Pour lancer cette nouvelle Wineletter BIS, je voulais aller voir un sage. Quelqu’un avec du recul, de la légitimité aussi. Et pour évoquer la folle histoire des vins nature, quelqu’un qui était là quand tout a démarré. Alors je suis partie en Ardèche rencontrer Gilles Azzoni, vigneron du Raisin et L’Ange et membre fondateur du syndicat des VMN. On a causé du passé, du présent et du futur. Et c’est déjà pas mal, non ?

Comment est-on passé d’un vin ‘qui n’existe pas’ à un Syndicat approuvé par les douanes ?

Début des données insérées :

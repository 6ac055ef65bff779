//! Loot collection and chest opening

use glam::Vec2;
use rand::Rng;

use super::combat::spawn_particles;
use super::progression::gain_xp;
use super::state::{EffectTint, LootKind, RunState};
use super::weapon::Weapon;
use crate::consts::*;

/// Totals picked up in one pass
#[derive(Debug, Clone, Copy, Default, PartialEq)]
pub struct Collected {
    pub currency: u32,
    pub ammo: u32,
    pub xp: f32,
}

/// Collect every item touching the player's pickup circle
pub fn collect_loot(state: &mut RunState) -> Collected {
    let reach = state.player.radius * state.player.pickup_radius_mult;
    let pos = state.player.pos;
    let mut got = Collected::default();

    state.loot.retain(|item| {
        if item.pos.distance(pos) >= reach + item.radius {
            return true;
        }
        match item.kind {
            LootKind::Currency => got.currency += 1,
            LootKind::Ammo => got.ammo += AMMO_PER_PICKUP,
            LootKind::Experience => got.xp += XP_PER_PICKUP,
        }
        false
    });

    let p = &mut state.player;
    p.currency += got.currency;
    p.ammo += got.ammo;
    gain_xp(p, got.xp);
    got
}

/// Progress the first unopened chest in range while the player holds still.
/// Any movement input, or leaving range, resets every chest's progress.
/// Returns the id of a chest that opened this tick.
pub fn update_chests(state: &mut RunState, moving: bool, dt: f32) -> Option<u32> {
    let pos = state.player.pos;
    let near = state
        .chests
        .iter()
        .position(|c| !c.opened && c.pos.distance(pos) < CHEST_OPEN_RANGE);

    let index = match near {
        Some(i) if !moving => i,
        _ => {
            for chest in state.chests.iter_mut() {
                chest.progress = 0.0;
            }
            return None;
        }
    };

    let chest = &mut state.chests[index];
    chest.progress += dt;
    if chest.progress < CHEST_OPEN_TIME {
        return None;
    }
    chest.opened = true;
    let id = chest.id;
    let center = chest.pos;

    state.player.special_weapon = Some(Weapon::laser());
    scatter_drops(state, center, LootKind::Currency, CHEST_CURRENCY_DROPS);
    scatter_drops(state, center, LootKind::Ammo, CHEST_AMMO_DROPS);
    spawn_particles(state, center, EffectTint::Chest, 30);
    state.shake(SHAKE_CHEST);
    log::info!("Chest {} opened, laser equipped", id);
    Some(id)
}

fn scatter_drops(state: &mut RunState, center: Vec2, kind: LootKind, count: usize) {
    for _ in 0..count {
        let offset = Vec2::new(
            (state.rng.random::<f32>() - 0.5) * 2.0 * CHEST_SCATTER,
            (state.rng.random::<f32>() - 0.5) * 2.0 * CHEST_SCATTER,
        );
        state.spawn_loot(center + offset, kind);
    }
}

/// Age particles and drop the expired ones
pub fn update_particles(state: &mut RunState, dt: f32) {
    for pt in state.particles.iter_mut() {
        pt.pos += pt.vel;
        pt.life -= dt;
    }
    state.particles.retain(|pt| pt.life > 0.0);
}

#[cfg(test)]
mod tests {
    use super::*;
    use crate::persistence::Upgrades;
    use crate::sim::state::{Chest, Player};

    fn state() -> RunState {
        let player = Player::new(Vec2::new(500.0, 500.0), vec![], &Upgrades::default(), 100.0);
        RunState::new(3, player)
    }

    fn add_chest(state: &mut RunState, pos: Vec2) -> u32 {
        let id = state.next_entity_id();
        state.chests.push(Chest {
            id,
            pos,
            radius: CHEST_RADIUS,
            opened: false,
            progress: 0.0,
        });
        id
    }

    #[test]
    fn test_collect_each_kind() {
        let mut s = state();
        let start_ammo = s.player.ammo;
        s.spawn_loot(Vec2::new(510.0, 500.0), LootKind::Currency);
        s.spawn_loot(Vec2::new(500.0, 510.0), LootKind::Ammo);
        s.spawn_loot(Vec2::new(495.0, 495.0), LootKind::Experience);
        s.spawn_loot(Vec2::new(900.0, 900.0), LootKind::Currency);

        let got = collect_loot(&mut s);
        assert_eq!(got.currency, 1);
        assert_eq!(s.player.currency, 1);
        assert_eq!(s.player.ammo, start_ammo + AMMO_PER_PICKUP);
        assert_eq!(s.player.xp, XP_PER_PICKUP);
        assert_eq!(s.loot.len(), 1);
    }

    #[test]
    fn test_pickup_radius_multiplier_extends_reach() {
        let mut s = state();
        s.spawn_loot(Vec2::new(540.0, 500.0), LootKind::Currency);
        assert_eq!(collect_loot(&mut s).currency, 0);
        s.player.pickup_radius_mult = 1.5;
        assert_eq!(collect_loot(&mut s).currency, 1);
    }

    #[test]
    fn test_chest_opens_after_standing_still() {
        let mut s = state();
        let id = add_chest(&mut s, Vec2::new(560.0, 500.0));
        let mut opened = None;
        for _ in 0..51 {
            opened = opened.or(update_chests(&mut s, false, 0.1));
        }
        assert_eq!(opened, Some(id));
        assert!(s.chests[0].opened);
        assert!(s.player.active_weapon().is_special());
        let currency = s.loot.iter().filter(|l| l.kind == LootKind::Currency).count();
        let ammo = s.loot.iter().filter(|l| l.kind == LootKind::Ammo).count();
        assert_eq!((currency, ammo), (CHEST_CURRENCY_DROPS, CHEST_AMMO_DROPS));
        for l in &s.loot {
            assert!((l.pos - s.chests[0].pos).abs().max_element() <= CHEST_SCATTER);
        }
        assert_eq!(s.screen_shake, SHAKE_CHEST);
    }

    #[test]
    fn test_moving_resets_progress() {
        let mut s = state();
        add_chest(&mut s, Vec2::new(560.0, 500.0));
        for _ in 0..30 {
            update_chests(&mut s, false, 0.1);
        }
        assert!(s.chests[0].progress > 2.9);
        update_chests(&mut s, true, 0.1);
        assert_eq!(s.chests[0].progress, 0.0);
        assert!(!s.chests[0].opened);
    }

    #[test]
    fn test_out_of_range_chest_ignored() {
        let mut s = state();
        add_chest(&mut s, Vec2::new(700.0, 500.0));
        for _ in 0..100 {
            assert_eq!(update_chests(&mut s, false, 0.1), None);
        }
    }

    #[test]
    fn test_particles_expire() {
        let mut s = state();
        spawn_particles(&mut s, Vec2::ZERO, EffectTint::Pulse, 10);
        assert_eq!(s.particles.len(), 10);
        for _ in 0..5 {
            update_particles(&mut s, 0.1);
        }
        assert_eq!(s.particles.len(), 10);
        for _ in 0..6 {
            update_particles(&mut s, 0.1);
        }
        assert!(s.particles.is_empty());
    }
}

Gilles Azzoni. « En 2005, lors de l’assemblée générale de l’AVN j’étais là. Il y avait Marcel Lapierre comme président, et Thierry Puzelat, et Alain Castex… Déjà à cette époque on avait mis en place une charte, qui est toujours restée le support de toutes nos réflexions. Elle était très succincte : des vignes en bio ou en tout cas sans pesticides de synthèse, mais pas forcément certifiées. Ensuite on parlait de levures indigènes, de vendanges à la main, de zéro intrant. Et ensuite pas ou peu de sulfites, mais on ne disait pas combien. Ensuite Chaussard (Christian Chaussard, dit Chau-Chau, vigneron dans la Sarthe, décédé en 2012) est devenu président, et c’est lui qui a défini ce « peu de sulfites », en fixant à 30mg/l dans les blancs, et 20mg/l dans les blancs. J’ai quitté l’AVN à cette époque. Ou je crois que c’est l’AVN qui m’a quitté. »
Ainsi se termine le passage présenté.